───── DATA FOR PROCESSING ─────

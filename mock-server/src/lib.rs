use std::sync::Arc;

use axum::{
    extract::{Path, State},
    http::StatusCode,
    routing::get,
    Json, Router,
};
use log::info;
use serde::{Deserialize, Serialize};
use tokio::{net::TcpListener, sync::RwLock};
use uuid::Uuid;

pub const CREATED_MESSAGE: &str = "Employee created successfully";
pub const DUPLICATE_MESSAGE: &str = "Employee already exists";
pub const NOT_FOUND_MESSAGE: &str = "Employee not found";

/// The seven-key body posted by the employee form. Every key is required.
#[derive(Clone, Debug, Serialize, Deserialize, PartialEq, Eq)]
pub struct NewEmployee {
    #[serde(rename = "EmployeeID")]
    pub employee_id: String,
    #[serde(rename = "Name")]
    pub name: String,
    #[serde(rename = "Email")]
    pub email: String,
    #[serde(rename = "PhoneNumber")]
    pub phone_number: String,
    #[serde(rename = "Department")]
    pub department: String,
    #[serde(rename = "DateOfJoining")]
    pub date_of_joining: String,
    #[serde(rename = "Role")]
    pub role: String,
}

/// A stored employee: the posted fields plus a server-assigned record id.
#[derive(Clone, Debug, Serialize, Deserialize)]
pub struct Employee {
    pub id: Uuid,
    #[serde(flatten)]
    pub fields: NewEmployee,
}

#[derive(Clone, Debug, Serialize, Deserialize)]
pub struct Message {
    pub message: String,
    #[serde(default, skip_serializing_if = "Option::is_none")]
    pub id: Option<Uuid>,
}

impl Message {
    fn text(message: &str) -> Json<Self> {
        Json(Self {
            message: message.to_string(),
            id: None,
        })
    }
}

pub type Db = Arc<RwLock<Vec<Employee>>>;

pub fn app() -> Router {
    let db: Db = Arc::new(RwLock::new(Vec::new()));
    Router::new()
        .route("/employees", get(list_employees).post(create_employee))
        .route("/employees/{employee_id}", get(get_employee))
        .with_state(db)
}

pub async fn run(listener: TcpListener) -> Result<(), std::io::Error> {
    axum::serve(listener, app()).await
}

async fn list_employees(State(db): State<Db>) -> Json<Vec<Employee>> {
    Json(db.read().await.clone())
}

async fn create_employee(
    State(db): State<Db>,
    Json(input): Json<NewEmployee>,
) -> (StatusCode, Json<Message>) {
    let mut employees = db.write().await;
    if employees
        .iter()
        .any(|e| e.fields.employee_id == input.employee_id)
    {
        return (StatusCode::CONFLICT, Message::text(DUPLICATE_MESSAGE));
    }
    let employee = Employee {
        id: Uuid::new_v4(),
        fields: input,
    };
    info!(
        "created employee {} ({})",
        employee.fields.employee_id, employee.id
    );
    let id = employee.id;
    employees.push(employee);
    (
        StatusCode::CREATED,
        Json(Message {
            message: CREATED_MESSAGE.to_string(),
            id: Some(id),
        }),
    )
}

async fn get_employee(
    State(db): State<Db>,
    Path(employee_id): Path<String>,
) -> Result<Json<Employee>, (StatusCode, Json<Message>)> {
    let employees = db.read().await;
    employees
        .iter()
        .find(|e| e.fields.employee_id == employee_id)
        .cloned()
        .map(Json)
        .ok_or((StatusCode::NOT_FOUND, Message::text(NOT_FOUND_MESSAGE)))
}

#[cfg(test)]
mod tests {
    use super::*;

    fn sample() -> NewEmployee {
        NewEmployee {
            employee_id: "E1".to_string(),
            name: "Ann".to_string(),
            email: "ann@co.com".to_string(),
            phone_number: "1234567890".to_string(),
            department: "Eng".to_string(),
            date_of_joining: "2020-01-01".to_string(),
            role: "Dev".to_string(),
        }
    }

    #[test]
    fn employee_serializes_flat() {
        let employee = Employee {
            id: Uuid::nil(),
            fields: sample(),
        };
        let json = serde_json::to_value(&employee).unwrap();
        assert_eq!(json["id"], "00000000-0000-0000-0000-000000000000");
        assert_eq!(json["EmployeeID"], "E1");
        assert_eq!(json["DateOfJoining"], "2020-01-01");
    }

    #[test]
    fn new_employee_rejects_missing_key() {
        let result: Result<NewEmployee, _> = serde_json::from_str(
            r#"{"EmployeeID":"E1","Name":"Ann","Email":"a@b","PhoneNumber":"1234567890","Department":"Eng","Role":"Dev"}"#,
        );
        assert!(result.is_err());
    }

    #[test]
    fn new_employee_reads_wire_keys() {
        let input: NewEmployee = serde_json::from_value(serde_json::json!({
            "EmployeeID": "E1",
            "Name": "Ann",
            "Email": "ann@co.com",
            "PhoneNumber": "1234567890",
            "Department": "Eng",
            "DateOfJoining": "2020-01-01",
            "Role": "Dev"
        }))
        .unwrap();
        assert_eq!(input, sample());
    }

    #[test]
    fn message_omits_missing_id() {
        let json = serde_json::to_value(Message::text(DUPLICATE_MESSAGE).0).unwrap();
        assert_eq!(json, serde_json::json!({"message": DUPLICATE_MESSAGE}));
    }
}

─────

TASK REQUIREMENTS: Gather from the entries above all lines that include the string "Self".

EXPECTED OUTPUT:
    fn text(message: &str) -> Json<Self> {
        Json(Self {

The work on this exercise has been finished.